Friend’s battle with cancer finally over

Published 12:00 am Friday, March 27, 2009

BY JOHN H. WALKER
L’Observateur

The first time I saw Jack Stratas, I thought he was a funny little man. He had come into the newsroom of the Thomasville Times in Thomasville, N.C. (where they once made great furniture) to deliver a column to lifestyle editor Ann Beard. Ann brought Jack across the office to meet me, starting the introduction with something like, “I thought you’d want to meet another Mississippian, especially so far from home.”

Jack, who had once been a runner, was slightly built and had that olive complexion that came from his Greek ancestry. He had had back surgery and walked with a bit of a limp and a little slump. His body was a bit worn down, but there was nothing wrong with his mind or his wit.

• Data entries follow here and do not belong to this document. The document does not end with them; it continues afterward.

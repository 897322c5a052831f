/// Canonical form of a trading pair symbol ("btcusdt " -> "BTCUSDT").
pub fn normalize_symbol(symbol: &str) -> String {
    symbol.trim().to_uppercase()
}

/// Parse a comma separated symbol list, dropping blanks and duplicates.
pub fn parse_symbol_list(raw: &str) -> Vec<String> {
    let mut symbols: Vec<String> = Vec::new();
    for symbol in raw.split(',').map(normalize_symbol) {
        if !symbol.is_empty() && !symbols.contains(&symbol) {
            symbols.push(symbol);
        }
    }
    symbols
}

As it turned out, he and I had more in common than just being from Mississippi. He had majored in journalism at Southern Mississippi and I had done the same at Delta State … we both had watched Ray Guy punt the football and pitch no-hitters … and we both had gone into the newspaper business and had both been editors. Jack’s move from a newspaper copy desk to a United Methodist pulpit got him away from the presses, but he still had ink coursing through his veins and we were both Methodists, as my great-great-grandfather had been one of the first Methodist circuit riders in Mississippi.

And as it turned out, Jack and I shared another couple of loves — trains and anything Mississippi State. We loved real trains and we loved toy trains. We loved to ride trains and to look at them. And while State didn’t give us nearly enough to cheer about over the years, we did have our moments … the last coming in the SEC tournament where the Bulldogs went four-for-four and won the title.

Jack was in my office the day my wife came in to tell me the doctor had called to let us know I had cancer. He was there every step of the way after that day, too. Even after the Methodist Church moved him, he would come visit me whenever the Big C threw me a curve ball and I would wind up in the hospital. He did that even when my own minister wouldn’t visit his sick and shut-ins.

Jack wasn’t a preacher for the wealthy. His church … the church he got me to visit just to hear him preach, was far too big for its aging congregation. He had been a circuit-rider type minister, with four rural churches and wound up with Thomasville’s First Methodist before it was over with … peeling paint, worn carpet, dying furnace, dying congregation and all.

But that little church prospered under Jack. He fought for it until it came time for him to move on, and he told his bishop that he needed to go. He preached at East Bend until his body let him down one Sunday, collapsing in the pulpit. He fought, and was back in time to hold a candlelight service on Christmas Eve. Just as I had in Thomasville, I went and sat on a pew as people came and went … introduced to all of them and made to feel at home. We were there when he preached his final service, too, and helped he and Jeannette when they moved out of the parsonage and back to Denton, where he had pastored his first church.

He and I did many things together … driving 15 hours roundtrip to watch State lose to Vandy in the SEC tournament … going to train shows and riding trains, but we tried to be there for one another … not just as friends, but as Christian brothers. Jack, you see, got me back into the church from which I had strayed. We argued like brothers and we laughed like brothers and we worried about our church in the same manner.

Tuesday morning, about the time I had a dream that he and I were on our way to a train show, Jack passed away. And as a train passes my office, I can see Jack pointing at the cars and talking about the paint schemes … I can hear his silly little laugh and I know he feels no more pain from that damnable cancer that took his body from him and he from us. After four years, the Lord called him home and his suffering ended.

Jack will be buried in Starkville, Miss. in the Greek corner of the cemetery next to his mother. His body has gone home to Starkville and his spirit has gone home to the Lord.

Yes, Jack Stratas WAS a hilariously funny little man … and I’m thankful he was my friend.